Reproduce all of the data that follows, character for character.

--------------------

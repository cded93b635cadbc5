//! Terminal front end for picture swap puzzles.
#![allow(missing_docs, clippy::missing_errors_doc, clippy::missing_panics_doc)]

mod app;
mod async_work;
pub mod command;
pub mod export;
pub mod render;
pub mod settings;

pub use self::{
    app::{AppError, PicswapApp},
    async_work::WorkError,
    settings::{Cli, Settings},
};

--------------------

■ **Solved problem**:
repository cded93b635cadbc5
//! Terminal front end for picture swap puzzles.
#![allow(missing_docs, clippy::missing_errors_doc, clippy::missing_panics_doc)]

mod app;
mod async_work;
pub mod command;
pub mod export;
pub mod render;
pub mod settings;

pub use self::{
    app::{AppError, PicswapApp},
    async_work::WorkError,
    settings::{Cli, Settings},
};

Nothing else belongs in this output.